United States District Court, N.D. Ohio, Eastern Division

June 15, 2018

MALINDA DAVIS on behalf of C.D., Plaintiff,


          Thomas M. Parker, United States Magistrate Judge

         I. Introduction

         Plaintiff, Malinda Davis, seeks judicial review of the final decision of the Commissioner of Social Security (“Commissioner”) denying her application for supplemental social security income (“SSI”) benefits on behalf of her minor child, C.D., under Title XVI of the Social Security Act. The parties consented to my jurisdiction.

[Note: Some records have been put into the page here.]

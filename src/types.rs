//! Core data types shared by the sync pipeline

use std::collections::BTreeMap;
use std::fmt;
use std::path::{Path, PathBuf};

/// One of the two synchronized trees
#[derive(Debug, Clone, Copy, PartialEq, Eq, Hash)]
pub enum Side {
	Source,
	Target,
}

impl Side {
	/// The opposite side
	pub fn other(self) -> Side {
		match self {
			Side::Source => Side::Target,
			Side::Target => Side::Source,
		}
	}
}

impl fmt::Display for Side {
	fn fmt(&self, f: &mut fmt::Formatter<'_>) -> fmt::Result {
		match self {
			Side::Source => write!(f, "source"),
			Side::Target => write!(f, "target"),
		}
	}
}

/// BLAKE3 digest of a file's bytes
#[derive(Clone, Copy, PartialEq, Eq)]
pub struct ContentHash(blake3::Hash);

impl ContentHash {
	pub fn from_bytes(bytes: [u8; 32]) -> Self {
		ContentHash(blake3::Hash::from(bytes))
	}

	pub fn as_bytes(&self) -> &[u8; 32] {
		self.0.as_bytes()
	}
}

impl From<blake3::Hash> for ContentHash {
	fn from(h: blake3::Hash) -> Self {
		ContentHash(h)
	}
}

impl fmt::Display for ContentHash {
	fn fmt(&self, f: &mut fmt::Formatter<'_>) -> fmt::Result {
		write!(f, "{}", self.0.to_hex())
	}
}

impl fmt::Debug for ContentHash {
	fn fmt(&self, f: &mut fmt::Formatter<'_>) -> fmt::Result {
		let hex = self.0.to_hex();
		write!(f, "ContentHash({})", &hex.as_str()[..16])
	}
}

/// Metadata of one regular file present on one side
#[derive(Debug, Clone, PartialEq, Eq)]
pub struct FileRecord {
	/// Path relative to the tree root, always `/`-separated
	pub relative_path: String,

	/// Size in bytes
	pub size: u64,

	/// Modification time, whole seconds since the Unix epoch
	pub mtime: i64,

	/// Sub-second part of the modification time
	pub mtime_nanos: u32,

	/// Content digest, only filled in when the classifier needed it
	pub content_hash: Option<ContentHash>,
}

impl FileRecord {
	pub fn new(relative_path: impl Into<String>, size: u64, mtime: i64) -> Self {
		FileRecord {
			relative_path: relative_path.into(),
			size,
			mtime,
			mtime_nanos: 0,
			content_hash: None,
		}
	}

	/// Set the sub-second part of the modification time
	pub fn with_nanos(mut self, nanos: u32) -> Self {
		self.mtime_nanos = nanos;
		self
	}

	/// Modification time as a `filetime::FileTime`, full precision
	pub fn file_time(&self) -> filetime::FileTime {
		filetime::FileTime::from_unix_time(self.mtime, self.mtime_nanos)
	}

	/// Absolute location of this file under `root`
	pub fn full_path(&self, root: &Path) -> PathBuf {
		join_relative(root, &self.relative_path)
	}
}

/// Join a `/`-separated relative path onto a root
pub fn join_relative(root: &Path, relative: &str) -> PathBuf {
	let mut path = root.to_path_buf();
	for part in relative.split('/').filter(|p| !p.is_empty()) {
		path.push(part);
	}
	path
}

/// A path that had to be left out of this run
#[derive(Debug, Clone, PartialEq, Eq)]
pub struct ScanWarning {
	pub side: Side,
	pub path: String,
	pub reason: String,
}

impl fmt::Display for ScanWarning {
	fn fmt(&self, f: &mut fmt::Formatter<'_>) -> fmt::Result {
		write!(f, "[{}] {} skipped: {}", self.side, self.path, self.reason)
	}
}

/// Complete path → metadata map of one tree, sorted by relative path
#[derive(Debug, Clone)]
pub struct Inventory {
	side: Side,
	root: PathBuf,
	files: BTreeMap<String, FileRecord>,
	warnings: Vec<ScanWarning>,
}

impl Inventory {
	pub fn new(
		side: Side,
		root: PathBuf,
		files: BTreeMap<String, FileRecord>,
		warnings: Vec<ScanWarning>,
	) -> Self {
		Inventory { side, root, files, warnings }
	}

	/// Build an inventory from records, keyed by their relative path
	pub fn from_records(
		side: Side,
		root: impl Into<PathBuf>,
		records: impl IntoIterator<Item = FileRecord>,
	) -> Self {
		let files = records.into_iter().map(|r| (r.relative_path.clone(), r)).collect();
		Inventory { side, root: root.into(), files, warnings: Vec::new() }
	}

	pub fn side(&self) -> Side {
		self.side
	}

	pub fn root(&self) -> &Path {
		&self.root
	}

	pub fn get(&self, relative_path: &str) -> Option<&FileRecord> {
		self.files.get(relative_path)
	}

	pub fn contains(&self, relative_path: &str) -> bool {
		self.files.contains_key(relative_path)
	}

	/// Records in relative path order
	pub fn iter(&self) -> impl Iterator<Item = &FileRecord> {
		self.files.values()
	}

	pub fn paths(&self) -> impl Iterator<Item = &str> {
		self.files.keys().map(String::as_str)
	}

	pub fn len(&self) -> usize {
		self.files.len()
	}

	pub fn is_empty(&self) -> bool {
		self.files.is_empty()
	}

	pub fn total_bytes(&self) -> u64 {
		self.files.values().map(|f| f.size).sum()
	}

	pub fn warnings(&self) -> &[ScanWarning] {
		&self.warnings
	}
}


// vim: ts=4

ECF Doc. 14.

         Because substantial evidence supported the ALJ's decision and he applied the correct legal standards, the final decision of the Commissioner must be AFFIRMED.

         II. Procedural History

         Davis applied for SSI on behalf of her minor child, C.D., on June 26, 2014. (Tr. 171-176). The Social Security Administration denied Davis's application initially and upon reconsideration. (Tr. 97-107; 109-119) Administrative Law Judge (“ALJ”) George D. Roscoe heard the case on February 3, 2016 and denied the claim on March 14, 2016. (Tr. 10-28). The Appeals Council declined review of that decision, rendering the ALJ's decision the final decision of the Commissioner. (Tr. 1-5) Davis instituted this action to challenge the Commissioner's conclusion that her child was not disabled. ECF Doc. 1.

         III. Standard for Child Disability Claims

         The standard for evaluating a child disability claim differs from that used for an adult's claim. 42 U.S.C. § 1382c(a)(3)(C); see also Miller ex rel. Devine v. Comm'r of Soc. Sec., 37 Fed.Appx. 146, 147 (6th Cir. 2002). A child is considered disabled if he has a “medically determinable physical or mental impairment that results in marked and severe functional limitations and can be expected to result in death or has lasted or can be expected to last for a continuous period of not less than 12 months.” 42 U.S.C. § 1382c(a)(3)(C). To determine whether a child is disabled, the regulations prescribe a three-step sequential evaluation process. 20 C.F.R. § 416.924(a). At Step One, a child must have engaged in “substantial gainful activity.” 20 C.F.R. § 416.924(b). At Step Two, a child must be found to suffer from a “severe impairment.” 20 C.F.R. § 416.924(c). At Step Three, disability will be found if a child has an impairment, or combination of impairments, that meets, medically equals, or functionally equals an impairment listed in 20 C.F.R. § 404, Subpt. P, App'x 1; 20 C.F.R. § 416.924(d).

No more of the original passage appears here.